A familiar style of decoration was that of the dark blue bands, or dots, or other figures, heavily overlaid with gold and often with coats of arms. This ware is a hard-paste porcelain, and was doubtless made and decorated in China. The fact that some of it bears the mark of "Allen Lowestoft," and that Mr. Allen was manager of the Lowestoft works at this time, proves nothing beyond the fact that when the dealer sent his order to China to be filled, he ordered his name marked on the bottom. Small quantities of undecorated ware may have been brought from China and Holland to be painted, but we have no record of any such transactions; the duty was heavy, and the amount of such ware imported must have been inconsiderable. China was doing this same work for other countries, and it is only reasonable to suppose that the managers of the Lowestoft factory sent the greater part of their orders to China to be filled by Chinese workmen upon Chinese material.

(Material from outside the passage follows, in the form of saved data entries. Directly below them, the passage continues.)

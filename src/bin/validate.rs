//! Validator CLI: reads PGN movetext from a file and replays every game it
//! contains through the rules engine, reporting the first move in each game
//! that fails to resolve or apply.

use std::env;
use std::fs;
use std::process::ExitCode;

use chess_core::pgn::{validate, MoveParser};

fn main() -> ExitCode {
    let args: Vec<String> = env::args().collect();
    let Some(path) = args.get(1) else {
        eprintln!("usage: validate <game.pgn>");
        return ExitCode::FAILURE;
    };

    let text = match fs::read_to_string(path) {
        Ok(text) => text,
        Err(err) => {
            eprintln!("failed to read {path}: {err}");
            return ExitCode::FAILURE;
        }
    };

    let mut parser = MoveParser::new(&text);
    let mut game_number = 0;
    let mut all_ok = true;

    loop {
        match parser.next_game() {
            Ok(None) => break,
            Ok(Some(moves)) => {
                game_number += 1;
                match validate(&moves) {
                    Ok(()) => println!("game {game_number}: ok ({} moves)", moves.len()),
                    Err(err) => {
                        println!("game {game_number}: {err}");
                        all_ok = false;
                    }
                }
            }
            Err(err) => {
                eprintln!("game {}: {err}", game_number + 1);
                all_ok = false;
                break;
            }
        }
    }

    if all_ok {
        ExitCode::SUCCESS
    } else {
        ExitCode::FAILURE
    }
}
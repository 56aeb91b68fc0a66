//! The packed per-square unit: piece kind, color, and a has-moved flag.

use std::fmt;

/// Which side a piece belongs to, or whose turn it is.
#[derive(Debug, Clone, Copy, PartialEq, Eq, Hash)]
#[cfg_attr(feature = "serde", derive(serde::Serialize, serde::Deserialize))]
pub enum Color {
    White,
    Black,
}

impl Color {
    #[must_use]
    pub fn flip(self) -> Color {
        match self {
            Color::White => Color::Black,
            Color::Black => Color::White,
        }
    }
}

/// The kind of piece (or lack of one) occupying a square.
#[derive(Debug, Clone, Copy, PartialEq, Eq, Hash)]
#[cfg_attr(feature = "serde", derive(serde::Serialize, serde::Deserialize))]
pub enum SquareKind {
    Empty,
    Pawn,
    Rook,
    Knight,
    Bishop,
    Queen,
    King,
}

impl SquareKind {
    /// The four pieces a pawn may promote to, in the order moves are
    /// generated for them (rook, knight, bishop, queen).
    pub const PROMOTION_CHOICES: [SquareKind; 4] =
        [SquareKind::Rook, SquareKind::Knight, SquareKind::Bishop, SquareKind::Queen];

    #[must_use]
    pub fn to_char(self) -> char {
        match self {
            SquareKind::Empty => ' ',
            SquareKind::Pawn => 'P',
            SquareKind::Rook => 'R',
            SquareKind::Knight => 'N',
            SquareKind::Bishop => 'B',
            SquareKind::Queen => 'Q',
            SquareKind::King => 'K',
        }
    }

    #[must_use]
    pub fn from_char(c: char) -> Option<SquareKind> {
        match c {
            'P' => Some(SquareKind::Pawn),
            'R' => Some(SquareKind::Rook),
            'N' => Some(SquareKind::Knight),
            'B' => Some(SquareKind::Bishop),
            'Q' => Some(SquareKind::Queen),
            'K' => Some(SquareKind::King),
            _ => None,
        }
    }
}

const KIND_MASK: u8 = 0b0000_1111;
const COLOR_MASK: u8 = 0b1000_0000;
const MOVED_MASK: u8 = 0b0100_0000;

fn kind_bits(kind: SquareKind) -> u8 {
    match kind {
        SquareKind::Empty => 0,
        SquareKind::Pawn => 1,
        SquareKind::Rook => 2,
        SquareKind::Knight => 3,
        SquareKind::Bishop => 4,
        SquareKind::Queen => 5,
        SquareKind::King => 6,
    }
}

fn bits_kind(bits: u8) -> SquareKind {
    match bits {
        0 => SquareKind::Empty,
        1 => SquareKind::Pawn,
        2 => SquareKind::Rook,
        3 => SquareKind::Knight,
        4 => SquareKind::Bishop,
        5 => SquareKind::Queen,
        6 => SquareKind::King,
        _ => unreachable!("square kind nibble out of range"),
    }
}

/// A single board cell, packed into one byte: 4 bits kind, 1 bit color,
/// 1 bit has-moved. Equality ignores `has_moved`.
#[derive(Clone, Copy)]
#[cfg_attr(feature = "serde", derive(serde::Serialize, serde::Deserialize))]
pub struct Square(u8);

impl Square {
    #[must_use]
    pub const fn empty() -> Square {
        Square(0)
    }

    #[must_use]
    pub fn new(kind: SquareKind, color: Color) -> Square {
        Square::with_moved(kind, color, false)
    }

    #[must_use]
    pub fn with_moved(kind: SquareKind, color: Color, moved: bool) -> Square {
        let mut bits = kind_bits(kind);
        if matches!(color, Color::White) {
            bits |= COLOR_MASK;
        }
        if moved {
            bits |= MOVED_MASK;
        }
        Square(bits)
    }

    #[must_use]
    pub fn kind(self) -> SquareKind {
        bits_kind(self.0 & KIND_MASK)
    }

    #[must_use]
    pub fn is_empty(self) -> bool {
        self.kind() == SquareKind::Empty
    }

    /// Color of the occupying piece. Undefined (returns `Color::White`) when
    /// the square is empty — callers must check `is_empty` first.
    #[must_use]
    pub fn color(self) -> Color {
        if self.0 & COLOR_MASK != 0 {
            Color::White
        } else {
            Color::Black
        }
    }

    #[must_use]
    pub fn has_moved(self) -> bool {
        self.0 & MOVED_MASK != 0
    }

    #[must_use]
    pub fn with_kind(self, kind: SquareKind) -> Square {
        Square::with_moved(kind, self.color(), self.has_moved())
    }

    #[must_use]
    pub fn moved(self) -> Square {
        Square(self.0 | MOVED_MASK)
    }
}

impl PartialEq for Square {
    fn eq(&self, other: &Self) -> bool {
        (self.0 & !MOVED_MASK) == (other.0 & !MOVED_MASK)
    }
}
impl Eq for Square {}

impl fmt::Debug for Square {
    fn fmt(&self, f: &mut fmt::Formatter<'_>) -> fmt::Result {
        if self.is_empty() {
            return write!(f, "Square(empty)");
        }
        let c = self.kind().to_char();
        let c = if matches!(self.color(), Color::White) { c } else { c.to_ascii_lowercase() };
        write!(f, "Square({c}{})", if self.has_moved() { "*" } else { "" })
    }
}
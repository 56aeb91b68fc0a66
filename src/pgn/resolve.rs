//! Resolves a decoded [`SanMove`] against a [`Board`] to the unique
//! [`Move`] it denotes (`spec.md` §4.6). The upstream resolver this is
//! grounded on is a stub in the retrieved sources, so the eight-step
//! filter here is authoritative rather than transcribed.

use crate::board::Board;
use crate::location::Location;
use crate::movegen::legal_moves;
use crate::mv::Move;
use crate::square::{Color, SquareKind};

use super::tokens::SanMove;

/// `None` if zero or more than one legal move matches `san` on `board`.
#[must_use]
pub fn resolve(san: &SanMove, board: &Board) -> Option<Move> {
    let mover = board.turn();
    let candidates: Vec<Move> = legal_moves(board)
        .into_iter()
        .filter(|m| matches_castling(san, m, board, mover))
        .filter(|m| matches_destination(san, m))
        .filter(|m| matches_piece_kind(san, m))
        .filter(|m| san.promotion.is_some() == m.is_promotion)
        .filter(|m| matches_disambiguation(san, m))
        .filter(|m| san.capture == is_capture(board, m))
        .filter(|m| matches_check_state(san, m))
        .filter(|m| matches_promotion_kind(san, m))
        .collect();

    match candidates.len() {
        1 => candidates.into_iter().next(),
        _ => None,
    }
}

fn matches_castling(san: &SanMove, m: &Move, board: &Board, mover: Color) -> bool {
    if !san.is_castle() {
        return true;
    }
    let home_rank: i8 = if matches!(mover, Color::White) { 0 } else { 7 };
    let Ok(king_home) = Location::new(4, home_rank) else { return false };
    if m.src != king_home {
        return false;
    }
    let king = board[king_home];
    if king.is_empty() || king.kind() != SquareKind::King {
        return false;
    }
    let dest_file = if san.king_side_castle { 6 } else { 2 };
    let Ok(expected_dest) = Location::new(dest_file, home_rank) else { return false };
    m.dest == expected_dest
}

fn matches_destination(san: &SanMove, m: &Move) -> bool {
    if san.is_castle() {
        return true;
    }
    san.dest_file == Some(m.dest.file()) && san.dest_rank == Some(m.dest.rank())
}

fn matches_piece_kind(san: &SanMove, m: &Move) -> bool {
    if san.is_castle() {
        return true;
    }
    if san.piece_kind == SquareKind::Pawn && san.promotion.is_some() {
        return true;
    }
    m.result[m.dest].kind() == san.piece_kind
}

fn matches_disambiguation(san: &SanMove, m: &Move) -> bool {
    san.src_file.map_or(true, |f| f == m.src.file()) && san.src_rank.map_or(true, |r| r == m.src.rank())
}

/// A move is a capture if its destination was occupied by the opponent on
/// the pre-move board, or it is an en-passant capture (a diagonal pawn
/// move landing on the board's en-passant target).
fn is_capture(board: &Board, m: &Move) -> bool {
    let dest_sq = board[m.dest];
    if !dest_sq.is_empty() && dest_sq.color() != board.turn() {
        return true;
    }
    let moving = board[m.src];
    if moving.kind() != SquareKind::Pawn {
        return false;
    }
    m.src.file() != m.dest.file() && board.en_passant_target() == Some(m.dest)
}

fn matches_check_state(san: &SanMove, m: &Move) -> bool {
    let opponent_king_present = m.result.king_location(m.result.turn()).is_some();
    let no_legal_moves = legal_moves(&m.result).is_empty();
    let gives_mate = no_legal_moves && opponent_king_present;
    let is_stalemate = no_legal_moves && !m.causes_check();

    if san.check && !m.causes_check() {
        return false;
    }
    if san.checkmate != gives_mate && !is_stalemate {
        return false;
    }
    if !san.check && !san.checkmate && m.causes_check() && !gives_mate {
        return false;
    }
    true
}

fn matches_promotion_kind(san: &SanMove, m: &Move) -> bool {
    match san.promotion {
        Some(kind) => m.result[m.dest].kind() == kind,
        None => true,
    }
}

#[cfg(test)]
mod tests {
    use super::*;
    use crate::square::Square;

    fn san(dest_file: i8, dest_rank: i8) -> SanMove {
        SanMove { dest_file: Some(dest_file), dest_rank: Some(dest_rank), ..SanMove::default() }
    }

    #[test]
    fn resolves_pawn_push() {
        let board = Board::standard();
        let resolved = resolve(&san(4, 3), &board).unwrap();
        assert_eq!(resolved.src, Location::new(4, 1).unwrap());
        assert_eq!(resolved.dest, Location::new(4, 3).unwrap());
    }

    #[test]
    fn resolves_knight_with_disambiguation() {
        let board = Board::with_pieces(
            Color::White,
            None,
            &[
                (Location::new(1, 0).unwrap(), Square::new(SquareKind::Knight, Color::White)),
                (Location::new(5, 0).unwrap(), Square::new(SquareKind::Knight, Color::White)),
                (Location::new(4, 0).unwrap(), Square::new(SquareKind::King, Color::White)),
                (Location::new(4, 7).unwrap(), Square::new(SquareKind::King, Color::Black)),
            ],
        );
        let mut query = san(3, 2);
        query.piece_kind = SquareKind::Knight;
        query.src_file = Some(1);
        let resolved = resolve(&query, &board).unwrap();
        assert_eq!(resolved.src, Location::new(1, 0).unwrap());
    }

    #[test]
    fn ambiguous_san_resolves_to_none() {
        let board = Board::with_pieces(
            Color::White,
            None,
            &[
                (Location::new(1, 0).unwrap(), Square::new(SquareKind::Knight, Color::White)),
                (Location::new(5, 0).unwrap(), Square::new(SquareKind::Knight, Color::White)),
                (Location::new(4, 0).unwrap(), Square::new(SquareKind::King, Color::White)),
                (Location::new(4, 7).unwrap(), Square::new(SquareKind::King, Color::Black)),
            ],
        );
        let mut query = san(3, 2);
        query.piece_kind = SquareKind::Knight;
        assert!(resolve(&query, &board).is_none());
    }

    #[test]
    fn resolves_capture_cross_check() {
        let board = Board::with_pieces(
            Color::White,
            None,
            &[
                (Location::new(3, 3).unwrap(), Square::new(SquareKind::Pawn, Color::White)),
                (Location::new(4, 4).unwrap(), Square::new(SquareKind::Pawn, Color::Black)),
                (Location::new(0, 0).unwrap(), Square::new(SquareKind::King, Color::White)),
                (Location::new(7, 7).unwrap(), Square::new(SquareKind::King, Color::Black)),
            ],
        );
        let mut query = san(4, 4);
        query.capture = true;
        let resolved = resolve(&query, &board).unwrap();
        assert_eq!(resolved.src, Location::new(3, 3).unwrap());
    }
}
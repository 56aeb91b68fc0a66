//! Crate-wide error types. One enum per failure domain, hand-rolled
//! `Display` impls, no `anyhow`/`thiserror` — errors are returned, not
//! unwound.

use std::fmt;

/// Failure constructing a [`crate::location::Location`] outside `[0, 8) x [0, 8)`.
#[derive(Debug, Clone, Copy, PartialEq, Eq)]
pub enum LocationError {
    OutOfBounds { file: i8, rank: i8 },
}

impl fmt::Display for LocationError {
    fn fmt(&self, f: &mut fmt::Formatter<'_>) -> fmt::Result {
        match self {
            LocationError::OutOfBounds { file, rank } => {
                write!(f, "location out of bounds: file={file}, rank={rank}")
            }
        }
    }
}

impl std::error::Error for LocationError {}

/// A [`crate::game::Driver`] returned a promotion square that violates the
/// driver contract (wrong kind or wrong color).
#[derive(Debug, Clone, Copy, PartialEq, Eq)]
pub enum DriverError {
    InvalidPromotion { reason: &'static str },
}

impl fmt::Display for DriverError {
    fn fmt(&self, f: &mut fmt::Formatter<'_>) -> fmt::Result {
        match self {
            DriverError::InvalidPromotion { reason } => write!(f, "invalid driver action: {reason}"),
        }
    }
}

impl std::error::Error for DriverError {}

/// A PGN byte stream failed to lex or ended mid-game.
#[derive(Debug, Clone, PartialEq, Eq)]
pub enum PgnError {
    /// The lexer's state machine rejected the input near the given context.
    Syntax { near: String },
    /// EOF was reached after tags or moves began but before a termination
    /// marker appeared.
    IncompleteGame,
}

impl fmt::Display for PgnError {
    fn fmt(&self, f: &mut fmt::Formatter<'_>) -> fmt::Result {
        match self {
            PgnError::Syntax { near } => write!(f, "PGN syntax error near {near:?}"),
            PgnError::IncompleteGame => write!(f, "PGN stream ended mid-game"),
        }
    }
}

impl std::error::Error for PgnError {}

/// The first SAN move in a validated game that failed to resolve or apply.
#[derive(Debug, Clone, PartialEq, Eq)]
pub enum ValidationError {
    /// No legal move on the board matched the SAN text.
    UnresolvedMove { san: String, index: usize },
    /// The SAN resolved to a move, but applying it through the `Game` was
    /// rejected (e.g. the driver chose an invalid promotion).
    IllegalMove { san: String, index: usize },
}

impl fmt::Display for ValidationError {
    fn fmt(&self, f: &mut fmt::Formatter<'_>) -> fmt::Result {
        match self {
            ValidationError::UnresolvedMove { san, index } => {
                write!(f, "move {index} ({san:?}) did not match any legal move")
            }
            ValidationError::IllegalMove { san, index } => {
                write!(f, "move {index} ({san:?}) resolved but could not be applied")
            }
        }
    }
}

impl std::error::Error for ValidationError {}
//! King pseudo-move generation: the eight adjacent offsets, plus castling
//! candidates. King-path safety is deferred to `legal_moves`'s post-filter
//! (`spec.md` §4.2 — castling "cannot attack").

use super::{is_capturable, is_empty, Tracker};
use crate::board::Board;
use crate::location::Location;
use crate::square::{Color, SquareKind};

const OFFSETS: [(i8, i8); 8] =
    [(0, 1), (1, 1), (1, 0), (1, -1), (0, -1), (-1, -1), (-1, 0), (-1, 1)];

/// (rook file, king destination file, rook destination file) for
/// king-side and queen-side castling respectively.
const CASTLE_SIDES: [(i8, i8, i8); 2] = [(7, 6, 5), (0, 2, 3)];

pub(super) fn generate(board: &Board, src: Location, tracker: &mut dyn Tracker) {
    let color = board[src].color();
    for &(dx, dy) in &OFFSETS {
        if let Some(dest) = src.add_delta(dx, dy) {
            if is_empty(board, dest) || is_capturable(board, dest, color) {
                tracker.add(board, src, dest);
            }
        }
    }
    generate_castling(board, src, color, tracker);
}

fn generate_castling(board: &Board, king_src: Location, color: Color, tracker: &mut dyn Tracker) {
    let king = board[king_src];
    if king.has_moved() {
        return;
    }
    let home_rank: i8 = if matches!(color, Color::White) { 0 } else { 7 };
    if king_src.rank() != home_rank || king_src.file() != 4 {
        return;
    }

    for &(rook_file, king_dest_file, rook_dest_file) in &CASTLE_SIDES {
        let Ok(rook_loc) = Location::new(rook_file, home_rank) else { continue };
        let rook = board[rook_loc];
        if rook.is_empty() || rook.kind() != SquareKind::Rook || rook.color() != color || rook.has_moved()
        {
            continue;
        }
        if !between_empty(board, king_src.file(), rook_file, home_rank) {
            continue;
        }
        let king_dest = Location::new(king_dest_file, home_rank).expect("castle dest in bounds");
        let rook_dest = Location::new(rook_dest_file, home_rank).expect("castle dest in bounds");
        tracker.add_castling(board, king_src, king_dest, rook_loc, rook_dest);
    }
}

fn between_empty(board: &Board, file_a: i8, file_b: i8, rank: i8) -> bool {
    let (lo, hi) = if file_a < file_b { (file_a + 1, file_b - 1) } else { (file_b + 1, file_a - 1) };
    for file in lo..=hi {
        match Location::new(file, rank) {
            Ok(loc) if board[loc].is_empty() => continue,
            _ => return false,
        }
    }
    true
}

/// The squares a castling king passes through, king_src to king_dest
/// inclusive, used by `legal_moves` to test path safety.
pub(super) fn path_inclusive(king_src: Location, king_dest: Location) -> Vec<Location> {
    let rank = king_src.rank();
    let (lo, hi) =
        if king_src.file() < king_dest.file() { (king_src.file(), king_dest.file()) } else { (king_dest.file(), king_src.file()) };
    (lo..=hi).filter_map(|file| Location::new(file, rank).ok()).collect()
}
//! The thin controller binding a [`Board`] to a [`Driver`] that supplies
//! promotion choices and receives terminal-state notifications
//! (`spec.md` §4.3, §4.3a).

use crate::board::Board;
use crate::error::DriverError;
use crate::location::Location;
use crate::movegen::legal_moves;
use crate::mv::Move;
use crate::square::{Color, Square, SquareKind};

/// Result of attempting a move through [`Game::move_piece`].
#[derive(Debug, Clone, Copy, PartialEq, Eq)]
pub enum MoveOutcome {
    Invalid,
    Normal,
    Checkmate,
    Stalemate,
}

/// External collaborator a [`Game`] calls into for promotion choice and
/// terminal-state notification. Called synchronously and exactly once per
/// applicable event; must not call back into the `Game` (`spec.md` §4.3a,
/// §5).
pub trait Driver: Sized {
    /// `mv.is_promotion` is guaranteed true. Must return a square of kind
    /// in `{rook, knight, bishop, queen}` and the mover's color, or the
    /// `Game` fails the move with [`DriverError`].
    fn promote(&mut self, game: &Game<Self>, mv: &Move) -> Square;
    fn checkmate(&mut self, game: &Game<Self>, mv: &Move);
    fn stalemate(&mut self, game: &Game<Self>, mv: &Move);
}

/// A `Driver` that always promotes to queen and ignores terminal
/// notifications — the `BasicDriver` of `spec.md` §4.3a, for callers that
/// have no UI to consult.
#[derive(Debug, Default, Clone, Copy)]
pub struct AutoQueenDriver;

impl Driver for AutoQueenDriver {
    fn promote(&mut self, _game: &Game<Self>, mv: &Move) -> Square {
        let color = mv.result[mv.dest].color();
        Square::new(SquareKind::Queen, color)
    }
    fn checkmate(&mut self, _game: &Game<Self>, _mv: &Move) {}
    fn stalemate(&mut self, _game: &Game<Self>, _mv: &Move) {}
}

pub struct Game<D: Driver> {
    board: Board,
    driver: D,
}

impl<D: Driver> Game<D> {
    #[must_use]
    pub fn new(driver: D) -> Game<D> {
        Game { board: Board::standard(), driver }
    }

    #[must_use]
    pub fn with_board(driver: D, board: Board) -> Game<D> {
        Game { board, driver }
    }

    #[must_use]
    pub fn board(&self) -> Board {
        self.board.clone()
    }

    #[must_use]
    pub fn current_turn(&self) -> Color {
        self.board.turn()
    }

    /// Mutable access to the driver, for callers (e.g. a validator) that
    /// need to reconfigure it between moves.
    pub fn driver_mut(&mut self) -> &mut D {
        &mut self.driver
    }

    /// Apply a move by source/destination, resolving promotion through the
    /// driver if needed (`spec.md` §4.3 steps 1-6).
    pub fn move_piece(&mut self, src: Location, dest: Location) -> Result<MoveOutcome, DriverError> {
        let candidates: Vec<Move> =
            legal_moves(&self.board).into_iter().filter(|m| m.src == src && m.dest == dest).collect();

        let chosen = match candidates.len() {
            0 => return Ok(MoveOutcome::Invalid),
            1 if !candidates[0].is_promotion => candidates.into_iter().next().unwrap(),
            _ => self.resolve_promotion(candidates)?,
        };

        let caused_check = chosen.causes_check();
        self.board = chosen.result.clone();

        let remaining = legal_moves(&self.board);
        if !remaining.is_empty() {
            return Ok(MoveOutcome::Normal);
        }

        #[cfg(feature = "logging")]
        log::debug!(
            "game reached terminal state after {}->{}: {}",
            chosen.src,
            chosen.dest,
            if caused_check { "checkmate" } else { "stalemate" }
        );

        // `Driver` methods take `&Game<Self>` alongside `&mut self`; since the
        // driver is itself a field of `Game`, the borrow checker can't see
        // that the two don't alias. The `Driver` contract (see trait docs)
        // guarantees the callback never calls back into the `Game`, so a raw
        // pointer split is sound here.
        let driver_ptr: *mut D = &mut self.driver;
        if caused_check {
            unsafe { (*driver_ptr).checkmate(self, &chosen) };
            Ok(MoveOutcome::Checkmate)
        } else {
            unsafe { (*driver_ptr).stalemate(self, &chosen) };
            Ok(MoveOutcome::Stalemate)
        }
    }

    fn resolve_promotion(&mut self, candidates: Vec<Move>) -> Result<Move, DriverError> {
        debug_assert!(candidates.iter().all(|m| m.is_promotion));
        let representative = &candidates[0];
        let driver_ptr: *mut D = &mut self.driver;
        let chosen_square = unsafe { (*driver_ptr).promote(self, representative) };

        #[cfg(feature = "logging")]
        log::debug!("driver chose promotion {chosen_square:?}");

        let mover = representative.result[representative.dest].color();
        let kind = chosen_square.kind();
        if chosen_square.color() != mover
            || !matches!(
                kind,
                SquareKind::Rook | SquareKind::Knight | SquareKind::Bishop | SquareKind::Queen
            )
        {
            return Err(DriverError::InvalidPromotion {
                reason: "promoted to a piece kind/color the driver contract forbids",
            });
        }

        candidates.into_iter().find(|m| m.result[m.dest].kind() == kind).ok_or(
            DriverError::InvalidPromotion { reason: "no candidate matched driver's promotion choice" },
        )
    }
}
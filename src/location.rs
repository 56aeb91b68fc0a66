//! Board squares as an integer index, with (file, rank) views and ray
//! enumeration. Rays are precomputed once via [`once_cell::sync::Lazy`] so
//! sliding-piece generation never branches per call.

use std::fmt;

use once_cell::sync::Lazy;

use crate::error::LocationError;

pub const BOARD_SIZE: usize = 64;
pub const SIDE_SIZE: i8 = 8;

/// A validated square index in `[0, 64)`.
#[derive(Clone, Copy, PartialEq, Eq, Hash, PartialOrd, Ord)]
#[cfg_attr(feature = "serde", derive(serde::Serialize, serde::Deserialize))]
pub struct Location(u8);

impl Location {
    /// Construct from (file, rank), each in `[0, 8)`.
    pub fn new(file: i8, rank: i8) -> Result<Location, LocationError> {
        if !(0..SIDE_SIZE).contains(&file) || !(0..SIDE_SIZE).contains(&rank) {
            return Err(LocationError::OutOfBounds { file, rank });
        }
        Ok(Location((rank as u8) * SIDE_SIZE as u8 + file as u8))
    }

    /// Construct from an already-validated index (e.g. a loop counter).
    #[must_use]
    pub fn from_index(index: usize) -> Location {
        debug_assert!(index < BOARD_SIZE);
        Location(index as u8)
    }

    /// Parse 2-character algebraic notation, e.g. `"e4"` (case-insensitive
    /// file letter).
    pub fn from_algebraic(text: &str) -> Result<Location, LocationError> {
        let chars: Vec<char> = text.chars().collect();
        if chars.len() != 2 {
            return Err(LocationError::OutOfBounds { file: -1, rank: -1 });
        }
        let file = chars[0].to_ascii_uppercase() as i8 - 'A' as i8;
        let rank = chars[1] as i8 - '1' as i8;
        Location::new(file, rank)
    }

    #[must_use]
    pub fn file(self) -> i8 {
        (self.0 % SIDE_SIZE as u8) as i8
    }

    #[must_use]
    pub fn rank(self) -> i8 {
        (self.0 / SIDE_SIZE as u8) as i8
    }

    #[must_use]
    pub fn index(self) -> usize {
        self.0 as usize
    }

    /// Offset this location by `(dx, dy)`, or `None` if that falls off the
    /// board.
    #[must_use]
    pub fn add_delta(self, dx: i8, dy: i8) -> Option<Location> {
        Location::new(self.file() + dx, self.rank() + dy).ok()
    }

    /// The ray of up to 7 squares starting one step past `self` in direction
    /// `(dx, dy)`, stopping at the board edge. Does not stop at occupied
    /// squares — that is the caller's job (see `movegen::sliders`).
    #[must_use]
    pub fn direction(self, dx: i8, dy: i8) -> &'static [Location] {
        debug_assert!((dx, dy) != (0, 0));
        &RAYS[ray_index(self, dx, dy)]
    }

    /// All 64 locations in row-major order: rank 0 file 0 first.
    #[must_use]
    pub fn all_squares() -> &'static [Location] {
        &ALL_SQUARES
    }
}

impl fmt::Display for Location {
    fn fmt(&self, f: &mut fmt::Formatter<'_>) -> fmt::Result {
        let file = (b'a' + self.file() as u8) as char;
        let rank = self.rank() + 1;
        write!(f, "{file}{rank}")
    }
}

impl fmt::Debug for Location {
    fn fmt(&self, f: &mut fmt::Formatter<'_>) -> fmt::Result {
        write!(f, "Location({self})")
    }
}

static ALL_SQUARES: Lazy<Vec<Location>> =
    Lazy::new(|| (0..BOARD_SIZE).map(Location::from_index).collect());

/// The 8 compass directions, indexed 0..8 for table lookup.
const DIRECTIONS: [(i8, i8); 8] =
    [(1, 0), (-1, 0), (0, 1), (0, -1), (1, 1), (1, -1), (-1, 1), (-1, -1)];

fn direction_slot(dx: i8, dy: i8) -> usize {
    DIRECTIONS
        .iter()
        .position(|&d| d == (dx, dy))
        .unwrap_or_else(|| panic!("direction ({dx}, {dy}) is not one of the 8 ray directions"))
}

fn ray_index(origin: Location, dx: i8, dy: i8) -> usize {
    origin.index() * DIRECTIONS.len() + direction_slot(dx, dy)
}

static RAYS: Lazy<Vec<Vec<Location>>> = Lazy::new(|| {
    let mut table = vec![Vec::new(); BOARD_SIZE * DIRECTIONS.len()];
    for &origin in ALL_SQUARES.iter() {
        for &(dx, dy) in &DIRECTIONS {
            let mut ray = Vec::new();
            let mut current = origin;
            while let Some(next) = current.add_delta(dx, dy) {
                ray.push(next);
                current = next;
            }
            table[ray_index(origin, dx, dy)] = ray;
        }
    }
    table
});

This also explains the failure of the company. It is recorded upon good authority that the ruin resulted partly from the sharp competition with the Staffordshire wares, but was precipitated in 1803 by the wreck of one of the vessels carrying a cargo of porcelain, and by the burning of the Rotterdam warehouse by the French army.

Rotterdam, where Lowestoft ware was stored, was the seat of an immense commerce between Holland and China. It seems but natural that their trade in common Delft wares should lead the Lowestoft company into communication with wholesale importers of Chinese porcelain, from whom they could purchase large supplies; and should also lead them into the establishment, in England, of a more highly remunerative branch of their business, through underselling the Dutch East India Company.

It was customary for the Dutch firms to send over to their foreign settlements shapes and designs obtained from European sources, to be reproduced by native hands. The Lowestoft people did what all other merchants had done before them, and through the same channel forwarded to China the designs of coats of arms, English mottoes, and initials that were to be printed upon the porcelain which they had undertaken to supply.

And so the great conflagration of the Lowestoft controversy was furnished with fuel, and there is no knowing where it will end, because conclusive proof is so slight in each case and the partisans so eager and aggressive. Meantime, our grandmother's sprigged china remains a joy and a delight, whether or no we dare to call it genuine Lowestoft.

There is no mystification about Crown Derby, but the old ware, which along with Lowestoft was beloved of the colonists, is as distinctive as any, and fortunate indeed is the individual who can boast of having in his possession a specimen. The works of Derby were established by a French refugee, named Planche, who had been sojourning in Saxony until the death of his father, when he came to Derby in 1745, bringing with him the secret of china manufacture, as he had learned it in Saxony. We have reason to suppose that he made in Derby many china figures of cats, dogs, shepherdesses, Falstaffs, Minervas, and the like, which William Duesbury, who was an expert enameler in London, colored for him. Unfortunately, none of this early output of the factory was marked, and in consequence it has become sadly confused, not only with the work of Bow and Chelsea, but with that of Lowestoft as well. After 1770, a mark was adopted, and the ware after that date is easily distinguishable.

William Duesbury bought out Planche's interest in the Derby works, though he did not dispense with Planche's services. Keenly artistic, with a taste at once discriminating and appreciative, Duesbury combined a winning personality with his intellectual gifts. He possessed the faculty of securing the services of potters of unusual worth, and throughout his management, which continued until his death in 1796, he maintained in his output a standard of pure English art work of the highest order.

Prominent in the group of potters in his employ stands the name of William Billingsley, who was connected with the factory from 1774 to 1796. At Derby he established his reputation as a painter of exquisite flowers, and his work is characterized by a singularly true perception of intrinsic beauty and decorative value, being original and unhampered by traditional technique. The rose was his favorite flower; he invariably painted the back of a rose in his groups, and his justly famed "Billingsley Roses" are exceedingly soft in their treatment. Another favorite of his is the double-flowered stock, either yellow or white, and always shaded in gray.

In 1785 Duesbury associated with himself his son, the second William Duesbury, and then followed the most successful period of the work, being in reality the Crown Derby epoch par excellence. After the death of the elder Duesbury, the second William Duesbury became sole owner of the Derby works, but failing health compelled him to take Michael Kean into the firm as partner. After the death of the younger Duesbury, Kean assumed control of the whole works, but his mismanagement soon resulted in the sale of the factory to Robert Bloor in 1810.

This marked the commencement of a new dispensation, and after this date the trademark became "Bloor-Derby." For a time things went on in the old way, but soon Bloor, in his eagerness to amass a fortune, yielded to temptation and began to put on the market ware that had been accumulating in the storehouse for sixty years, and which Planche and the Duesburys had considered of inferior quality and discarded. This ware he decorated with so-called Japan patterns, to hide defects and, to make a bad matter worse, he used for coloring the flowing under-glaze blue, which was wholly unsuited to the soft glaze of the Delft ware, and was sure to "run" in the glost oven.